AP Photo/Douglas Healey

Brett Ashley Kaplan, University of Illinois at Urbana-Champaign

Like many, I was shocked to learn of novelist Philip Roth’s death.

Just a few months ago he was writing to me, making all sorts of snarky comments on the Dictionary of Literary Biography entry I had written about him.

For example, I had noted similarities between Henry Miller’s so-sexual-it-was-banned “Tropic of Cancer” and Roth’s 1995 novel, “Sabbath’s Theater.”
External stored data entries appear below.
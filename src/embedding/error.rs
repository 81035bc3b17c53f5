//! Embedding gateway error type.

use thiserror::Error;

/// Errors returned by an [`super::EmbeddingGateway`] implementation.
#[derive(Debug, Error)]
pub enum EmbeddingError {
    /// An input string was empty.
    #[error("embedding input at index {index} is empty")]
    EmptyInput {
        /// Index of the offending input within the batch.
        index: usize,
    },

    /// An input string exceeded the per-text byte limit.
    #[error("embedding input at index {index} is {actual} bytes, exceeding the {limit}-byte limit")]
    InputTooLarge {
        /// Index of the offending input within the batch.
        index: usize,
        /// Actual byte length.
        actual: usize,
        /// Configured limit.
        limit: usize,
    },

    /// The HTTP call to the embedding service failed (connection, timeout, or non-2xx status)
    /// and fallback was not permitted (`ALLOW_EMBED_FALLBACK=false`).
    #[error("embedding request failed: {reason}")]
    RequestFailed {
        /// Human-readable reason.
        reason: String,
    },

    /// The embedding service's response body could not be decoded.
    #[error("embedding response decode failed: {reason}")]
    DecodeFailed {
        /// Human-readable reason.
        reason: String,
    },

    /// The service returned a different vector count than inputs submitted.
    #[error("embedding count mismatch: sent {sent} inputs, received {received} vectors")]
    CountMismatch {
        /// Number of inputs submitted.
        sent: usize,
        /// Number of vectors received.
        received: usize,
    },

    /// A returned vector's dimension did not match `EMBED_DIM`. This is
    /// always fatal, even when `ALLOW_EMBED_FALLBACK=true` — dimension
    /// mismatches never fall back.
    #[error("embedding dimension mismatch: expected {expected}, got {actual}")]
    DimensionMismatch {
        /// Expected dimension (`EMBED_DIM`).
        expected: u32,
        /// Actual dimension observed.
        actual: u32,
    },
}
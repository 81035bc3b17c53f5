//! Multi-tier cache layer: three namespaced, independently-capacitied
//! in-process stores (query-response, feature vector, embedding) sharing one
//! codec abstraction, so a namespace flush or TTL policy never touches
//! another namespace's entries.
//!
//! Misses are never errors. Transient codec/lookup failures are logged and
//! converted to misses at this boundary — the pipeline proceeds without the
//! cache rather than failing the request.

pub mod codec;
pub mod error;


pub use codec::{BinaryCodec, JsonCodec};
pub use error::CacheError;

use std::time::Duration;

use moka::sync::Cache as MokaCache;
use tracing::warn;

use crate::domain::CacheEntry;
use crate::hashing;

/// The three logical namespaces the cache layer exposes.
#[derive(Debug, Clone, Copy, PartialEq, Eq, Hash)]
pub enum Namespace {
    /// `query:<query_hash>:<version_tag>` — full query responses, JSON-encoded.
    Query,
    /// `feat:<candidate_id>:<schema_version>` — per-candidate feature records, JSON-encoded.
    Feature,
    /// `embed:<text_hash>:<embed_model_version>` — raw embedding vectors, binary-encoded.
    Embed,
}

impl Namespace {
    fn prefix(self) -> &'static str {
        match self {
            Namespace::Query => "query",
            Namespace::Feature => "feat",
            Namespace::Embed => "embed",
        }
    }
}

/// Builds the namespaced cache key from a namespace prefix, logical id, and
/// version component (e.g. `query:<hash>:<version_tag>`).
fn build_key(ns: Namespace, logical_id: &str, version_component: &str) -> String {
    format!("{}:{}:{}", ns.prefix(), logical_id, version_component)
}

/// Three independently-capacitied namespaced in-memory stores, one per
/// [`Namespace`], each with its own TTL.
///
/// Cheap to clone: each namespace wraps a [`MokaCache`], itself an `Arc`
/// handle, so a clone shares the same underlying entries rather than
/// copying them (the same handle-sharing convention as [`crate::config::Registry`]).
#[derive(Clone)]
pub struct CacheLayer {
    query: MokaCache<String, CacheEntry>,
    feature: MokaCache<String, CacheEntry>,
    embed: MokaCache<String, CacheEntry>,
}

impl CacheLayer {
    /// Builds a cache layer with the given per-namespace TTLs.
    pub fn new(query_ttl: Duration, feature_ttl: Duration, embed_ttl: Duration) -> Self {
        Self {
            query: MokaCache::builder().time_to_live(query_ttl).build(),
            feature: MokaCache::builder().time_to_live(feature_ttl).build(),
            embed: MokaCache::builder().time_to_live(embed_ttl).build(),
        }
    }

    fn store(&self, ns: Namespace) -> &MokaCache<String, CacheEntry> {
        match ns {
            Namespace::Query => &self.query,
            Namespace::Feature => &self.feature,
            Namespace::Embed => &self.embed,
        }
    }

    /// Looks up `logical_id` within `ns`, requiring the stored entry's
    /// version tag to equal `version_component`. A miss, an expired entry,
    /// or a version mismatch all return `None` (never an error).
    pub fn get(&self, ns: Namespace, logical_id: &str, version_component: &str) -> Option<Vec<u8>> {
        let key = build_key(ns, logical_id, version_component);
        let entry = self.store(ns).get(&key)?;

        let now = chrono::Utc::now().timestamp();
        if entry.is_expired(now) {
            warn!(namespace = ?ns, %key, "cache entry expired at read time, treating as miss");
            self.store(ns).invalidate(&key);
            return None;
        }
        if entry.version_tag != version_component {
            warn!(
                namespace = ?ns,
                %key,
                stored_tag = %entry.version_tag,
                "cache entry version mismatch, treating as miss"
            );
            return None;
        }

        Some(entry.payload)
    }

    /// Stores `payload` under `logical_id` within `ns`, tagged with
    /// `version_component` and expiring after `ttl`.
    pub fn set(
        &self,
        ns: Namespace,
        logical_id: &str,
        version_component: &str,
        payload: Vec<u8>,
        ttl: Duration,
    ) {
        let key = build_key(ns, logical_id, version_component);
        let entry = CacheEntry {
            payload,
            created_at: chrono::Utc::now().timestamp(),
            ttl_secs: ttl.as_secs(),
            version_tag: version_component.to_string(),
        };
        self.store(ns).insert(key, entry);
    }

    /// Removes a single entry.
    pub fn delete(&self, ns: Namespace, logical_id: &str, version_component: &str) {
        let key = build_key(ns, logical_id, version_component);
        self.store(ns).invalidate(&key);
    }

    /// Clears every entry in `ns`, leaving other namespaces untouched.
    pub fn flush(&self, ns: Namespace) {
        self.store(ns).invalidate_all();
    }

    /// Returns the number of live entries in `ns` (approximate; moka is
    /// eventually consistent about expiry bookkeeping).
    pub fn len(&self, ns: Namespace) -> u64 {
        self.store(ns).entry_count()
    }

    /// Convenience: builds the query-namespace key from its logical inputs and performs a lookup.
    pub fn get_query(
        &self,
        query_text: &str,
        tenant: Option<&str>,
        top_k: u32,
        version_tag: &str,
    ) -> Option<Vec<u8>> {
        let query_hash = hashing::hash_query(query_text, tenant, top_k);
        self.get(Namespace::Query, &query_hash, version_tag)
    }

    /// Convenience: stores a query response under its derived key.
    pub fn set_query(
        &self,
        query_text: &str,
        tenant: Option<&str>,
        top_k: u32,
        version_tag: &str,
        payload: Vec<u8>,
        ttl: Duration,
    ) {
        let query_hash = hashing::hash_query(query_text, tenant, top_k);
        self.set(Namespace::Query, &query_hash, version_tag, payload, ttl);
    }
}

impl std::fmt::Debug for CacheLayer {
    fn fmt(&self, f: &mut std::fmt::Formatter<'_>) -> std::fmt::Result {
        f.debug_struct("CacheLayer")
            .field("query_entries", &self.query.entry_count())
            .field("feature_entries", &self.feature.entry_count())
            .field("embed_entries", &self.embed.entry_count())
            .finish()
    }
}
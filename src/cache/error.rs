//! Cache layer error type.
//!
//! `CacheError` is never surfaced to the pipeline orchestrator: every
//! public [`super::CacheLayer`] method catches it internally, logs it, and
//! returns a miss (`None`) instead.

use thiserror::Error;

/// Internal cache failure. Always caught at the [`super::CacheLayer`] boundary.
#[derive(Debug, Error)]
pub enum CacheError {
    /// JSON encoding/decoding failed.
    #[error("cache JSON codec error: {0}")]
    Json(#[from] serde_json::Error),

    /// Binary (rkyv) encoding/decoding failed.
    #[error("cache binary codec error: {reason}")]
    Binary {
        /// Human-readable reason.
        reason: String,
    },

    /// The stored entry's version tag did not match the lookup's expected tag.
    #[error("version tag mismatch: stored '{stored}', expected '{expected}'")]
    VersionMismatch {
        /// Version tag found on the stored entry.
        stored: String,
        /// Version tag the caller expected.
        expected: String,
    },

    /// The entry was present but past its TTL.
    #[error("entry expired")]
    Expired,
}
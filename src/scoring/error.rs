//! Scoring error type, shared by the conceptual and LTR scorers.

use thiserror::Error;

/// Errors raised while scoring candidates.
#[derive(Debug, Error)]
pub enum ScoringError {
    /// The LTR model artifact's coefficient count didn't match the active
    /// feature schema's field count. Always fatal.
    #[error("LTR model schema mismatch: model has {model_features} coefficient(s), schema v{schema_version} has {schema_features} field(s)")]
    ModelSchemaError {
        /// Coefficient count carried by the model artifact.
        model_features: usize,
        /// Feature count defined by the active schema.
        schema_features: usize,
        /// The schema version involved.
        schema_version: u32,
    },

    /// The model artifact string could not be parsed into coefficients.
    #[error("malformed LTR model artifact: {reason}")]
    MalformedArtifact {
        /// Human-readable reason.
        reason: String,
    },
}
In the margins of the proofs, Roth penned the snide remark: “I read Tropic of Cancer in 1959 or 58. It was hardly on my mind almost 40 years later.”

These kinds of sharp comments were typical of Roth. While I was conducting research for “Jewish Anxiety and the Novels of Philip Roth” at the Roth manuscript collection in the Library of Congress, I was able to see many of his handwritten comments back to his editor. “Keep it to yourself!” he’d write in rebuke to a critique or suggestion.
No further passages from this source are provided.